Today, in Rhode Island, fascist forces are targeting the trans community and libraries, just as they did in 1933. They are doing so both on the streets and within state and municipal government.

For instance:

  • On February 21, 2022, members of NSC-131, an overtly fascist New England area street gang, interrupted a reading of the Communist Manifesto at Red Ink Library on the East Side of Providence with threats and slurs. They were carrying a Nazi flag.
  • Exactly one year later, a brick was thrown through the window of the Red Ink Library. Most believe the brick was thrown by members of the same hate group.
  • In the Rhode Island House of Representatives, Representative Samuel Azzinaro, a Democrat, has introduced legislation banning LGBTQ+ books in school libraries. Representative Azzinaro wants the law to apply to all Rhode Island libraries.
  • Throughout Southern New England libraries featuring drag queen story times have been the target of right-wing, fascist protests. In West Warwick, counterprotestors organized to shield children from transphobic right-wing protesters. It was worse in Fall River, where NSC-131 held a vocal and visible anti-trans protest outside a library.
  • In Smithfield, the School Committee is considering a policy change that would mandate the outing of trans, queer and questioning students to their parents.
  • In the Rhode Island Senate, Senator Elaine Morgan has introduced four pieces of anti-trans legislation.
    • The first, S957, would mandate statewide what the Smithfield School Committee is trying to do locally: Out trans, queer and questioning students to their parents.
    • The second bill, S958, would prohibit gender-affirming care for transitioning minors, and proscribes jail time for medical health professionals who provide such services.
    • The third bill, S959, would protect doctors from legal and professional harm were they to deny a patient medical care based on their “conscience.” This would allow doctors the right to deny gender-affirming medical care.
    • The last bill, S960, is genocidal in its intent, and would mandate the legal erasure of non-binary people by limiting sex designation on certificates of birth to male and female. It would prohibit the use of non-binary designations.

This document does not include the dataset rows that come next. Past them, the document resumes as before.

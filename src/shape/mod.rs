//! Merged 2.5D terrain shapes derived from the cell map.

mod builder;

pub(crate) use builder::build_shapes;

use std::collections::BTreeSet;

use crate::geometry::Polygon;
use crate::heightmap::Cell;

/// One merged solid: a maximal connected run of cells sharing the same
/// `(terrain type, height, elevation)`, as a clockwise outer polygon plus
/// zero or more counter-clockwise holes.
///
/// Shapes are derived values: the store rebuilds the full list after every
/// successful edit and they are never mutated in place.
#[derive(Clone, Debug)]
pub struct HeightMapShape {
    pub terrain_type_id: String,
    pub polygon: Polygon,
    pub holes: Vec<Polygon>,
    pub elevation: f64,
    pub height: f64,
    /// Every cell whose footprint contributed to this shape, including
    /// interior cells all of whose edges cancelled.
    pub cells: BTreeSet<Cell>,
}

impl HeightMapShape {
    /// Top of the shape's vertical slab.
    pub fn top(&self) -> f64 {
        self.elevation + self.height
    }
}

The violent fascists on the street, and their allies within our government, are looking to history. Where we should be seeing warning signs, they are seeing a roadmap, because it’s not a matter of whether or not history will repeat itself anymore. It’s happening.

But it doesn’t have to.

At its heart, Reverend Niemöller’s “First they came…” is a warning about letting our prejudices blind us to fascism, but in his confession, the Reverend was blind to many of the people he victimized alongside the Nazis.

We don’t have to be so blind.

We can do Reverend Niemöller one better by keeping fascists separate from power. We can do this by outnumbering them at protests, by supporting communities under threat, and by insisting that ugly legislation supported by elected fascists, and fascist sympathizers, such as Samuel Azzinaro, Deborah Fellela, Arthur Corvese, Patricia Serpa, Gregory Costantino, Patricia Morgan, Charlene Lima, Edward Cardillo, Elaine Morgan, Anthony DeLuca – and so many more – is defeated before it is enacted.

It would be sad to live, like Reverend Niemöller, with the soul destroying consequences of inaction, but it’s worse to imagine the violence and shattered lives our inaction enabled against others. Reverend Niemöller lived to regret his actions. His victims did not get a chance to live.